Pré­voyance vieil­lesse

16 juin 2022

Le 23 juin 2021, le Conseil fédéral a approuvé le message relatif à la « Stratégie pour le développement durable 2030 (SDD 2030) » . Dans l’axe stratégique national (f) « Garantir sur le long terme la stabilité des systèmes de prévoyance », le gouvernement déclare :

« La stabilité financière des systèmes suisses de prévoyance est assurée malgré l’évolution démographique. La Confédération veille à ce que les propositions de réformes des systèmes de prévoyance visant à garantir l’équilibre financier tout en maintenant le niveau de protection sociale tiennent compte des intérêts de toutes les classes d’âge et respectent le pacte intergénérationnel. Les organes suprêmes des diverses institutions d’assurance sociale sont responsables de la politique de placement de celles-ci. Le Conseil fédéral soutient les institutions de prévoyance dans les efforts qu’elles déploient pour prendre également en compte les objectifs de l’Accord de Paris sur le climat dans la gestion de leurs fonds. »

En matière de prévoyance, il n’est donc à juste titre pas uniquement question de la dimension écologique de la durabilité (« prise en compte des objectifs de l’Accord de Paris sur le climat dans la gestion des fonds de prévoyance »), mais aussi de la dimension financière ou sociale qui lui est indissociable (« garantie de la stabilité financière des systèmes de prévoyance »).
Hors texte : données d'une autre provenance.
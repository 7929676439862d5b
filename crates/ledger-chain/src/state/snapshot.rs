//! Flat account/storage layers over the state trie.
//!
//! The disk layer lives under the `a`/`o` prefixes of the chain store and
//! matches a single state root. Every committed block stacks a diff layer
//! on top of its parent. [`SnapshotTree::cap`] flattens old layers into the
//! disk layer, and [`SnapshotTree::journal`] persists the rest on shutdown.

use crate::{
    db::{
        BatchTarget,
        Database,
    },
    state::{
        NodeDatabase,
        Trie,
        error::{
            StateError,
            StateResult,
            TrieError,
        },
    },
    types::{
        Account,
        EMPTY_ROOT_HASH,
    },
};
use alloy_primitives::B256;
use alloy_rlp::Decodable;
use parking_lot::RwLock;
use serde::{
    Deserialize,
    Serialize,
};
use std::{
    collections::{
        HashMap,
        HashSet,
    },
    sync::Arc,
};
use tracing::{
    debug,
    info,
    warn,
};

/// Account and storage changes of one block, keyed by hashed address and slot.
/// `None` marks a deletion.
#[derive(Debug, Clone, Default, PartialEq, Eq, Serialize, Deserialize)]
pub struct SnapshotDiff {
    pub destructs: HashSet<B256>,
    pub accounts: HashMap<B256, Option<Vec<u8>>>,
    pub storage: HashMap<B256, HashMap<B256, Option<Vec<u8>>>>,
}

impl SnapshotDiff {
    pub fn is_empty(&self) -> bool {
        self.destructs.is_empty() && self.accounts.is_empty() && self.storage.is_empty()
    }
}

#[derive(Debug, Clone, Serialize, Deserialize)]
struct DiffLayer {
    root: B256,
    parent: B256,
    diff: SnapshotDiff,
}

#[derive(Debug, Serialize, Deserialize)]
struct JournalData {
    disk_root: B256,
    /// Oldest layer first.
    layers: Vec<DiffLayer>,
}

#[derive(Debug)]
struct Layers {
    disk_root: B256,
    diffs: HashMap<B256, DiffLayer>,
}

impl Layers {
    /// Roots from `root` down to (excluding) the disk layer, newest first.
    fn chain(&self, root: B256) -> Option<Vec<B256>> {
        let mut chain = Vec::new();
        let mut cursor = root;
        while cursor != self.disk_root {
            let layer = self.diffs.get(&cursor)?;
            chain.push(cursor);
            cursor = layer.parent;
        }
        Some(chain)
    }
}

/// Tree of snapshot layers keyed by state root.
#[derive(Debug)]
pub struct SnapshotTree {
    db: Arc<Database>,
    layers: RwLock<Layers>,
}

/// Read handle of the state at a single root.
#[derive(Debug, Clone)]
pub struct Snapshot {
    tree: Arc<SnapshotTree>,
    root: B256,
}

impl Snapshot {
    pub fn root(&self) -> B256 {
        self.root
    }

    /// Account RLP of `account_hash`, `None` if the account does not exist.
    pub fn account(&self, account_hash: B256) -> StateResult<Option<Vec<u8>>> {
        self.tree.account(self.root, account_hash)
    }

    pub fn storage(&self, account_hash: B256, slot_hash: B256) -> StateResult<Option<Vec<u8>>> {
        self.tree.storage(self.root, account_hash, slot_hash)
    }
}

impl SnapshotTree {
    /// A tree whose disk layer is already consistent with `root`.
    pub fn new(db: Arc<Database>, root: B256) -> Self {
        Self {
            db,
            layers: RwLock::new(Layers {
                disk_root: root,
                diffs: HashMap::new(),
            }),
        }
    }

    /// Restores the tree from the persisted disk root and journal. Returns
    /// `None` when no disk layer exists.
    pub fn load(db: Arc<Database>) -> StateResult<Option<Self>> {
        let Some(disk_root) = db.read_snapshot_root()? else {
            return Ok(None);
        };
        let tree = Self::new(db.clone(), disk_root);
        let Some(raw) = db.read_snapshot_journal()? else {
            return Ok(Some(tree));
        };
        let journal: JournalData = match bincode::deserialize(&raw) {
            Ok(journal) => journal,
            Err(err) => {
                warn!(target: "ledger-chain::snapshot", %err, "Discarding unreadable snapshot journal");
                return Ok(Some(tree));
            }
        };
        if journal.disk_root != disk_root {
            warn!(
                target: "ledger-chain::snapshot",
                journaled = %journal.disk_root,
                disk = %disk_root,
                "Snapshot journal does not match the disk layer"
            );
            return Ok(Some(tree));
        }
        let count = journal.layers.len();
        {
            let mut layers = tree.layers.write();
            for layer in journal.layers {
                if layer.parent != layers.disk_root && !layers.diffs.contains_key(&layer.parent) {
                    break;
                }
                layers.diffs.insert(layer.root, layer);
            }
        }
        info!(target: "ledger-chain::snapshot", disk_root = %disk_root, layers = count, "Loaded snapshot journal");
        Ok(Some(tree))
    }

    pub fn disk_root(&self) -> B256 {
        self.layers.read().disk_root
    }

    /// Number of diff layers held in memory.
    pub fn diff_layers(&self) -> usize {
        self.layers.read().diffs.len()
    }

    /// Handle of the state at `root`, if a layer for it exists.
    pub fn snapshot(self: &Arc<Self>, root: B256) -> Option<Snapshot> {
        let layers = self.layers.read();
        (root == layers.disk_root || layers.diffs.contains_key(&root)).then(|| {
            Snapshot {
                tree: self.clone(),
                root,
            }
        })
    }

    /// Stacks the changes of the block producing `root` on top of `parent`.
    pub fn update(&self, root: B256, parent: B256, diff: SnapshotDiff) -> StateResult {
        if root == parent {
            return Ok(());
        }
        let mut layers = self.layers.write();
        if parent != layers.disk_root && !layers.diffs.contains_key(&parent) {
            return Err(StateError::SnapshotUnavailable(parent));
        }
        layers.diffs.insert(root, DiffLayer { root, parent, diff });
        Ok(())
    }

    fn account(&self, root: B256, account_hash: B256) -> StateResult<Option<Vec<u8>>> {
        let layers = self.layers.read();
        let mut cursor = root;
        while cursor != layers.disk_root {
            let layer = layers
                .diffs
                .get(&cursor)
                .ok_or(StateError::SnapshotUnavailable(root))?;
            if let Some(account) = layer.diff.accounts.get(&account_hash) {
                return Ok(account.clone());
            }
            if layer.diff.destructs.contains(&account_hash) {
                return Ok(None);
            }
            cursor = layer.parent;
        }
        Ok(self.db.read_snapshot_account(account_hash)?)
    }

    fn storage(
        &self,
        root: B256,
        account_hash: B256,
        slot_hash: B256,
    ) -> StateResult<Option<Vec<u8>>> {
        let layers = self.layers.read();
        let mut cursor = root;
        while cursor != layers.disk_root {
            let layer = layers
                .diffs
                .get(&cursor)
                .ok_or(StateError::SnapshotUnavailable(root))?;
            if let Some(value) = layer
                .diff
                .storage
                .get(&account_hash)
                .and_then(|slots| slots.get(&slot_hash))
            {
                return Ok(value.clone());
            }
            if layer.diff.destructs.contains(&account_hash) ||
                matches!(layer.diff.accounts.get(&account_hash), Some(None))
            {
                return Ok(None);
            }
            cursor = layer.parent;
        }
        Ok(self.db.read_snapshot_storage(account_hash, slot_hash)?)
    }

    /// Keeps at most `retain` diff layers below `root` and flattens the older
    /// ones into the disk layer. Layers not descending from the new disk root
    /// are dropped.
    pub fn cap(&self, root: B256, retain: usize) -> StateResult {
        let mut layers = self.layers.write();
        let mut chain = layers
            .chain(root)
            .ok_or(StateError::SnapshotUnavailable(root))?;
        if chain.len() <= retain {
            return Ok(());
        }
        let flattened = chain.split_off(retain);
        for layer_root in flattened.iter().rev() {
            let Some(layer) = layers.diffs.remove(layer_root) else {
                continue;
            };
            self.write_to_disk(&layer.diff)?;
        }
        let new_disk_root = flattened[0];
        let mut batch = self.db.new_batch(BatchTarget::Chain);
        self.db.write_snapshot_root(&mut batch, new_disk_root);
        self.db.write(&batch)?;
        layers.disk_root = new_disk_root;

        let reachable = layers
            .diffs
            .keys()
            .filter(|root| layers.chain(**root).is_some())
            .copied()
            .collect::<HashSet<_>>();
        let before = layers.diffs.len();
        layers.diffs.retain(|root, _| reachable.contains(root));
        debug!(
            target: "ledger-chain::snapshot",
            disk_root = %new_disk_root,
            flattened = flattened.len(),
            dropped = before - layers.diffs.len(),
            "Capped snapshot layers"
        );
        Ok(())
    }

    fn write_to_disk(&self, diff: &SnapshotDiff) -> StateResult {
        let mut batch = self.db.new_batch(BatchTarget::Chain);
        for account_hash in &diff.destructs {
            self.db.delete_snapshot_account(&mut batch, *account_hash);
            for slot in self.db.snapshot_storage_slots(*account_hash)? {
                self.db
                    .delete_snapshot_storage(&mut batch, *account_hash, slot);
            }
        }
        for (account_hash, account) in &diff.accounts {
            match account {
                Some(account) => {
                    self.db
                        .write_snapshot_account(&mut batch, *account_hash, account.clone())
                }
                None => self.db.delete_snapshot_account(&mut batch, *account_hash),
            }
        }
        for (account_hash, slots) in &diff.storage {
            for (slot, value) in slots {
                match value {
                    Some(value) => {
                        self.db.write_snapshot_storage(
                            &mut batch,
                            *account_hash,
                            *slot,
                            value.clone(),
                        )
                    }
                    None => {
                        self.db
                            .delete_snapshot_storage(&mut batch, *account_hash, *slot)
                    }
                }
            }
        }
        self.db.flush_batch(&mut batch)?;
        Ok(())
    }

    /// Persists the disk root and the diff layers below `root`.
    pub fn journal(&self, root: B256) -> StateResult<B256> {
        let layers = self.layers.read();
        let chain = layers
            .chain(root)
            .ok_or(StateError::SnapshotUnavailable(root))?;
        let journal = JournalData {
            disk_root: layers.disk_root,
            layers: chain
                .iter()
                .rev()
                .filter_map(|root| layers.diffs.get(root).cloned())
                .collect(),
        };
        let encoded = bincode::serialize(&journal).map_err(StateError::Journal)?;
        let mut batch = self.db.new_batch(BatchTarget::Chain);
        self.db.write_snapshot_root(&mut batch, layers.disk_root);
        self.db.write_snapshot_journal(&mut batch, encoded);
        self.db.write(&batch)?;
        info!(
            target: "ledger-chain::snapshot",
            root = %root,
            layers = journal.layers.len(),
            "Journaled snapshot layers"
        );
        Ok(layers.disk_root)
    }

    /// Regenerates the disk layer from the state trie at `root` and drops
    /// every diff layer.
    pub fn rebuild(&self, root: B256, node_db: &Arc<NodeDatabase>) -> StateResult {
        let mut layers = self.layers.write();
        let mut batch = self.db.new_batch(BatchTarget::Chain);
        for key in self.db.snapshot_keys()? {
            self.db.delete_raw(&mut batch, key);
            self.db.write_batch_if_over_threshold(&mut batch)?;
        }
        self.db.flush_batch(&mut batch)?;

        let trie = Trie::open(root, node_db.clone())?;
        let mut accounts = 0usize;
        for (key, value) in trie.entries()? {
            let account_hash = B256::from_slice(&key);
            let account = Account::decode(&mut value.as_slice()).map_err(TrieError::Decode)?;
            self.db
                .write_snapshot_account(&mut batch, account_hash, value);
            if account.storage_root != EMPTY_ROOT_HASH {
                let storage = Trie::open(account.storage_root, node_db.clone())?;
                for (slot, value) in storage.entries()? {
                    self.db.write_snapshot_storage(
                        &mut batch,
                        account_hash,
                        B256::from_slice(&slot),
                        value,
                    );
                }
            }
            self.db.write_batch_if_over_threshold(&mut batch)?;
            accounts += 1;
        }
        self.db.write_snapshot_root(&mut batch, root);
        self.db.flush_batch(&mut batch)?;

        layers.disk_root = root;
        layers.diffs.clear();
        info!(target: "ledger-chain::snapshot", root = %root, accounts, "Rebuilt snapshot disk layer");
        Ok(())
    }
}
Dans l’optique du développement durable, une génération ne doit pas vivre au-dessus de ses moyens, car cela génère inévitablement des pertes à la charge des générations futures. La notion d’équité intergénérationnelle résume bien cet aspect dans la prévoyance.

Prévoyance professionnelle et équité intergénérationnelle

En prévoyance professionnelle, les dispositions légales vont pratiquement à l’encontre de l’équité intergénérationnelle : le taux de conversion LPP excessif se traduit pour les institutions de prévoyance par des pertes massives découlant de la conversion en rentes et entraîne en conséquence une redistribution des assurés actifs vers les bénéficiaires de rentes, ce qui est contraire à la logique du système.

Conjugué au renforcement des réserves mathématiques des rentes en cours en raison de la baisse des taux d’intérêt techniques et de l’allongement de la durée de versement des rentes, le financement des pertes dues à la conversion en rentes entraîne, selon les calculs de la Commission de haute surveillance de la prévoyance professionnelle (CHS PP), une redistribution de 6,3 milliards de francs environ par an en moyenne sur cinq ans, de 2016 à 2020. Les pertes de conversion en rentes comprises dans ce montant s’élèvent à 1,4 milliard de francs par an environ.

« Intégrer des critères de durabilité complets dans la prévoyance vieillesse, qui tiennent également compte de l’équité intergénérationnelle, est judicieux et contribue à la crédibilité du système. »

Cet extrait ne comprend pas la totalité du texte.